● Problem
Select all lines in the records that include "adapters".

● Supplied records
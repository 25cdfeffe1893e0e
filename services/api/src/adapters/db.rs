//! services/api/src/adapters/db.rs
//!
//! This module contains the database adapter, which is the concrete implementation
//! of the `DatabaseService` port from the `core` crate. It handles all interactions
//! with the PostgreSQL database using `sqlx`.

use async_trait::async_trait;
use chrono::{DateTime, Utc};
use sqlx::{FromRow, PgPool};
use uuid::Uuid;

use wikiquiz_core::domain::{
    Difficulty, Enrichment, KeyEntities, PageDigest, QuizQuestion, Scrape, ScrapeSummary, User,
    UserCredentials,
};
use wikiquiz_core::ports::{DatabaseService, PortError, PortResult};

/// Column list for the `scrapes` table.
const SCRAPE_COLUMNS: &str = "id, user_id, url, title, summary, sections, entities_people, \
    entities_organizations, entities_locations, related_topics, created_at";

/// Column list for the `quiz_questions` table.
const QUIZ_COLUMNS: &str = "id, scrape_id, question, options, answer, difficulty, explanation";

//=========================================================================================
// The Main Adapter Struct
//=========================================================================================

/// A database adapter that implements the `DatabaseService` port.
#[derive(Clone)]
pub struct DbAdapter {
    pool: PgPool,
}

impl DbAdapter {
    /// Creates a new `DbAdapter`.
    pub fn new(pool: PgPool) -> Self {
        Self { pool }
    }

    /// A helper function to run database migrations at startup.
    pub async fn run_migrations(&self) -> Result<(), sqlx::Error> {
        sqlx::migrate!("./migrations").run(&self.pool).await?;
        Ok(())
    }
}

/// Maps a sqlx error onto the port taxonomy. Unique-constraint violations
/// (PostgreSQL code 23505) become conflicts; everything else is unexpected.
fn map_db_error(e: sqlx::Error) -> PortError {
    match &e {
        sqlx::Error::Database(db_err) if db_err.code().as_deref() == Some("23505") => {
            PortError::Conflict("User already exists".to_string())
        }
        _ => PortError::Unexpected(e.to_string()),
    }
}

//=========================================================================================
// "Impure" Database Record Structs
//=========================================================================================

#[derive(FromRow)]
struct UserRecord {
    id: Uuid,
    username: String,
    email: String,
}
impl UserRecord {
    fn to_domain(self) -> User {
        User {
            id: self.id,
            username: self.username,
            email: self.email,
        }
    }
}

#[derive(FromRow)]
struct CredentialsRecord {
    id: Uuid,
    username: String,
    email: String,
    password_hash: String,
}
impl CredentialsRecord {
    fn to_domain(self) -> UserCredentials {
        UserCredentials {
            id: self.id,
            username: self.username,
            email: self.email,
            password_hash: self.password_hash,
        }
    }
}

#[derive(FromRow)]
struct ScrapeRecord {
    id: Uuid,
    user_id: Uuid,
    url: String,
    title: String,
    summary: String,
    sections: Vec<String>,
    entities_people: Vec<String>,
    entities_organizations: Vec<String>,
    entities_locations: Vec<String>,
    related_topics: Vec<String>,
    created_at: DateTime<Utc>,
}
impl ScrapeRecord {
    fn to_domain(self, quiz: Vec<QuizQuestion>) -> Scrape {
        Scrape {
            id: self.id,
            user_id: self.user_id,
            url: self.url,
            title: self.title,
            summary: self.summary,
            sections: self.sections,
            key_entities: KeyEntities {
                people: self.entities_people,
                organizations: self.entities_organizations,
                locations: self.entities_locations,
            },
            related_topics: self.related_topics,
            created_at: self.created_at,
            quiz,
        }
    }
}

#[derive(FromRow)]
struct ScrapeSummaryRecord {
    id: Uuid,
    url: String,
    title: String,
    created_at: DateTime<Utc>,
}
impl ScrapeSummaryRecord {
    fn to_domain(self) -> ScrapeSummary {
        ScrapeSummary {
            id: self.id,
            url: self.url,
            title: self.title,
            created_at: self.created_at,
        }
    }
}

#[derive(FromRow)]
struct QuizRecord {
    id: Uuid,
    scrape_id: Uuid,
    question: String,
    options: Vec<String>,
    answer: String,
    difficulty: String,
    explanation: String,
}
impl QuizRecord {
    fn to_domain(self) -> QuizQuestion {
        QuizQuestion {
            id: self.id,
            scrape_id: self.scrape_id,
            question: self.question,
            options: self.options,
            answer: self.answer,
            // The column has a CHECK constraint; anything else decodes as easy.
            difficulty: Difficulty::parse(&self.difficulty).unwrap_or_default(),
            explanation: self.explanation,
        }
    }
}

//=========================================================================================
// `DatabaseService` Trait Implementation
//=========================================================================================

#[async_trait]
impl DatabaseService for DbAdapter {
    async fn create_user(
        &self,
        username: &str,
        email: &str,
        password_hash: &str,
    ) -> PortResult<User> {
        let taken: Option<Uuid> =
            sqlx::query_scalar("SELECT id FROM users WHERE username = $1 OR email = $2")
                .bind(username)
                .bind(email)
                .fetch_optional(&self.pool)
                .await
                .map_err(map_db_error)?;
        if taken.is_some() {
            return Err(PortError::Conflict("User already exists".to_string()));
        }

        // The unique constraints still guard the race between the check and
        // the insert; 23505 maps to Conflict as well.
        let record = sqlx::query_as::<_, UserRecord>(
            "INSERT INTO users (id, username, email, password_hash) \
             VALUES ($1, $2, $3, $4) RETURNING id, username, email",
        )
        .bind(Uuid::new_v4())
        .bind(username)
        .bind(email)
        .bind(password_hash)
        .fetch_one(&self.pool)
        .await
        .map_err(map_db_error)?;

        Ok(record.to_domain())
    }

    async fn find_credentials_by_username(
        &self,
        username: &str,
    ) -> PortResult<Option<UserCredentials>> {
        let record = sqlx::query_as::<_, CredentialsRecord>(
            "SELECT id, username, email, password_hash FROM users WHERE username = $1",
        )
        .bind(username)
        .fetch_optional(&self.pool)
        .await
        .map_err(map_db_error)?;

        Ok(record.map(CredentialsRecord::to_domain))
    }

    async fn find_user_by_email(&self, email: &str) -> PortResult<Option<User>> {
        let record = sqlx::query_as::<_, UserRecord>(
            "SELECT id, username, email FROM users WHERE email = $1",
        )
        .bind(email)
        .fetch_optional(&self.pool)
        .await
        .map_err(map_db_error)?;

        Ok(record.map(UserRecord::to_domain))
    }

    async fn create_scrape(
        &self,
        user_id: Uuid,
        url: &str,
        digest: &PageDigest,
        enrichment: &Enrichment,
    ) -> PortResult<Scrape> {
        let mut tx = self.pool.begin().await.map_err(map_db_error)?;

        let insert_scrape = format!(
            "INSERT INTO scrapes \
                (id, user_id, url, title, summary, sections, entities_people, \
                 entities_organizations, entities_locations, related_topics) \
             VALUES ($1, $2, $3, $4, $5, $6, $7, $8, $9, $10) \
             RETURNING {SCRAPE_COLUMNS}"
        );
        let scrape_record = sqlx::query_as::<_, ScrapeRecord>(&insert_scrape)
            .bind(Uuid::new_v4())
            .bind(user_id)
            .bind(url)
            .bind(&digest.title)
            .bind(&enrichment.summary)
            .bind(&digest.sections)
            .bind(&enrichment.key_entities.people)
            .bind(&enrichment.key_entities.organizations)
            .bind(&enrichment.key_entities.locations)
            .bind(&enrichment.related_topics)
            .fetch_one(&mut *tx)
            .await
            .map_err(map_db_error)?;

        let insert_question = format!(
            "INSERT INTO quiz_questions \
                (id, scrape_id, position, question, options, answer, difficulty, explanation) \
             VALUES ($1, $2, $3, $4, $5, $6, $7, $8) \
             RETURNING {QUIZ_COLUMNS}"
        );
        let mut quiz = Vec::with_capacity(enrichment.quiz.len());
        for (position, draft) in enrichment.quiz.iter().enumerate() {
            let record = sqlx::query_as::<_, QuizRecord>(&insert_question)
                .bind(Uuid::new_v4())
                .bind(scrape_record.id)
                .bind(position as i32)
                .bind(&draft.question)
                .bind(&draft.options)
                .bind(&draft.answer)
                .bind(draft.difficulty.as_str())
                .bind(&draft.explanation)
                .fetch_one(&mut *tx)
                .await
                .map_err(map_db_error)?;
            quiz.push(record.to_domain());
        }

        // Dropping the transaction without this rolls everything back, so a
        // failed question insert also removes the scrape row.
        tx.commit().await.map_err(map_db_error)?;

        Ok(scrape_record.to_domain(quiz))
    }

    async fn list_scrapes_for_user(&self, user_id: Uuid) -> PortResult<Vec<ScrapeSummary>> {
        let records = sqlx::query_as::<_, ScrapeSummaryRecord>(
            "SELECT id, url, title, created_at FROM scrapes \
             WHERE user_id = $1 ORDER BY created_at DESC",
        )
        .bind(user_id)
        .fetch_all(&self.pool)
        .await
        .map_err(map_db_error)?;

        Ok(records
            .into_iter()
            .map(ScrapeSummaryRecord::to_domain)
            .collect())
    }

    async fn get_scrape_for_user(
        &self,
        user_id: Uuid,
        scrape_id: Uuid,
    ) -> PortResult<Option<Scrape>> {
        let select_scrape =
            format!("SELECT {SCRAPE_COLUMNS} FROM scrapes WHERE id = $1 AND user_id = $2");
        let record = sqlx::query_as::<_, ScrapeRecord>(&select_scrape)
            .bind(scrape_id)
            .bind(user_id)
            .fetch_optional(&self.pool)
            .await
            .map_err(map_db_error)?;

        let Some(record) = record else {
            return Ok(None);
        };

        let select_quiz = format!(
            "SELECT {QUIZ_COLUMNS} FROM quiz_questions WHERE scrape_id = $1 ORDER BY position ASC"
        );
        let quiz = sqlx::query_as::<_, QuizRecord>(&select_quiz)
            .bind(record.id)
            .fetch_all(&self.pool)
            .await
            .map_err(map_db_error)?
            .into_iter()
            .map(QuizRecord::to_domain)
            .collect();

        Ok(Some(record.to_domain(quiz)))
    }
}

● Response to this task
filename services/api/src/adapters/db.rs
//! services/api/src/adapters/db.rs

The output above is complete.